Burg Stolpen
Wir schreiben das Jahr 1716. Es ist ein kalter und nebliger Dezembermorgen. Die Sonne hat keine Chance, den wolkenverhangenen Himmel über Sachsen zu durchbrechen und einen klaren Blick auf die kleine Kutsche zu werfen, die ihren Weg vom sächsischen Nossen in Richtung der
Burg Stolpen nimmt, die unweit von Dresden liegt.
Wenn die Sonne ihre Chance bekäme, dann würde sie im Inneren der Kutsche eine schöne und stolze Frau entdecken. Sie liest ein einem kleinen Buch und würdigt der Eskorte ihrer Kutsche keines Blickes. Ihre Begleiter sind ebenso still und in sich gekehrt. Die Männer sind bewaffnet. Und sie haben einen Auftrag, von dem die schöne Dame nichts zu ahnen scheint.
Sie kennt die Welt der Männer und der Macht und hat in ihrem bisherigen Leben ihre Intelligenz und Schönheit immer zu ihrem eigenem Vorteil nutzen können. Und sie war sich vieler Jahre der Liebe des einflussreichsten Mannes in Sachsen sicher. Sie hatte August den Starken, den sächsischen Kurfürsten, auf einem Ball getroffen und er hatte sich vom ersten Moment an in sie verliebt. Und sie war sich so sicher, dass ihr Einfluss auf diesen kunstliebenden, aber auch prunksüchtigen Herrscher, lange währen würde. Immerhin hatte sie sich nie als Mätresse bezeichnen lassen wollen und ihren Machtanspruch durch ein schriftliches Heiratsversprechen von August abgesichert gefühlt.
Als Anna Constantia von Brockdorff geboren ist sie im Februar 1706 vom Kaiser als Anna Constantia von Cosel in den Reichsgrafenstand erhoben worden. Der Weg zur Macht an der Seite von August dem Starken schien bereitet.

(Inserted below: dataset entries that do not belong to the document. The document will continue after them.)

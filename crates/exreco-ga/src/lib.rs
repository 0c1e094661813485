//! Genetic-algorithm engine that recommends practice exercises for a learner.
//!
//! Given an [`ExerciseCatalog`](exreco_catalog::ExerciseCatalog), a
//! [`WeaknessProfile`](exreco_catalog::WeaknessProfile) and a validated [`GaConfig`], the
//! engine evolves fixed-length, duplicate-free exercise sequences toward sets that target
//! the learner's weak skills, stay varied, and match difficulty to how weak each skill is.
//!
//! # How a Run Works
//!
//! 1. **Initialization** - Sample `population_size` individuals, each drawing
//!    `num_exercises` distinct exercises weighted by skill severity ([`weighting`])
//! 2. **Evaluation** - Score every individual in parallel ([`fitness`]); all scores are in
//!    before anything else reads them
//! 3. **Convergence check** - Stop on a fitness plateau, a homogeneous population, the
//!    generation cap, a deadline or cancellation ([`convergence`])
//! 4. **Selection** - Draw parent pairs by fitness, biased toward weak skills that
//!    earlier picks left uncovered ([`selection`])
//! 5. **Crossover** - Uniform crossover with duplicate repair ([`crossover`])
//! 6. **Mutation** - Per-gene replacement whose rate rises with stagnation and for
//!    low-utility exercises ([`mutation`])
//! 7. **Elitism** - The best parents overwrite the worst offspring ([`elitism`]), then
//!    back to step 2
//!
//! # Architecture
//!
//! ```text
//! GaParams ──validate──→ GaConfig
//!                           ↓
//! ExerciseCatalog ─┐    Recommender (state machine)
//! WeaknessProfile ─┴──→     ↓ drives
//!                       Population ⇄ Selection → Crossover → Mutation → Elitism
//!                           ↓ scored by
//!                       FitnessEvaluator
//!                           ↓ watched by
//!                       ConvergenceMonitor
//!                           ↓
//!                       RecommendationResult ──→ RecommendationAnalysis
//! ```
//!
//! # Fitness
//!
//! ```text
//! fitness = 0.7 × weakness + 0.2 × diversity + 0.1 × difficulty      (each in [0, 1])
//! ```
//!
//! An empty profile, or one whose weak skills have no active exercise, is not an error:
//! the weakness term falls back to a neutral constant and the other two terms decide.
//!
//! # Determinism
//!
//! All randomness flows through one generator per run. With a fixed
//! [`RunSeed`](config::RunSeed), identical inputs yield an identical result; only the
//! fitness evaluation is parallel, and it consumes no randomness.
//!
//! # Example
//!
//! ```rust,ignore
//! use exreco_catalog::{Difficulty, Exercise, ExerciseCatalog, WeaknessProfile};
//! use exreco_ga::{GaConfig, GaParams, Recommender};
//!
//! let catalog = ExerciseCatalog::new(vec![
//!     Exercise::new(1, "algebra", Difficulty::Easy),
//!     Exercise::new(2, "geometry", Difficulty::Hard),
//!     Exercise::new(3, "reading", Difficulty::Medium),
//! ])?;
//! let profile = WeaknessProfile::new([("algebra", 0.8)])?;
//! let config = GaConfig::new(GaParams { num_exercises: 2, ..GaParams::default() })?;
//!
//! let result = Recommender::new(&catalog, &profile, &config)?.recommend()?;
//! println!("{:?} scored {}", result.exercises, result.fitness.combined);
//! ```

pub use self::{
    analysis::RecommendationAnalysis,
    config::{ConfigurationError, GaConfig, GaParams, RunSeed},
    convergence::TerminationReason,
    recommender::{CancellationToken, RecommendationResult, Recommender},
};

pub mod analysis;
pub mod config;
pub mod convergence;
pub mod crossover;
pub mod elitism;
pub mod fitness;
pub mod mutation;
pub mod population;
pub mod recommender;
pub mod selection;
pub mod weighting;

#[derive(Debug, Clone, PartialEq, derive_more::Display, derive_more::Error)]
pub enum RecommendError {
    #[display("invalid configuration: {_0}")]
    Configuration(ConfigurationError),
    #[display("catalog has no active exercises")]
    EmptyCatalog,
}

impl From<ConfigurationError> for RecommendError {
    fn from(err: ConfigurationError) -> Self {
        Self::Configuration(err)
    }
}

Nicht jeder am Hof von Sachsen mochte sie, auch wenn ihre Schönheit fast jedem Mann den Kopf verdrehte. Sie hatte sich immer schon als Königin gefühlt und auch so gehandelt. Sie wollte es nie wahrhaben, dass ihr Umfeld sie doch nur als Mätresse des Königs sah. Vielleicht hätte sie sich auch nicht so aktiv in die Politik ihres Königs einmischen und sich dafür mit bestimmten Ministern besser stellen sollen, auch wenn sie deren Ausführung der Amtsgeschäfte für sehr miserabel hielt.
Vielleicht wäre die Liebe von August dann nicht so schnell verflogen. Und wahrscheinlich würde sie dann auch nicht in dieser Kutsche sitzen. Die Pferde haben es schwer nach oben zum Tor der Burg, die jetzt vor ihnen liegt. Sie hat von der Burg Stolpen gehört, auch wenn sie vorher noch nicht hier war. Zu ihrer Zeit gab es sehr viele
Schlösser und Burgen in Sachsen, die August dem Starken und seinem Hof für die unterschiedlichsten Anlässe und Zwecke zur Verfügung standen.
Cräfin Cosel sieht den Burghof im Nebel erscheinen und hört das sich schließende Burgtor. Sie weiß, dass sie diesen Ort nicht mag und nicht lange bleiben möchte. Aber sie ahnt noch nicht, dass sie die restlichen 49 Jahre ihres Lebens als Gefangene auf dieser Burg verbringen wird.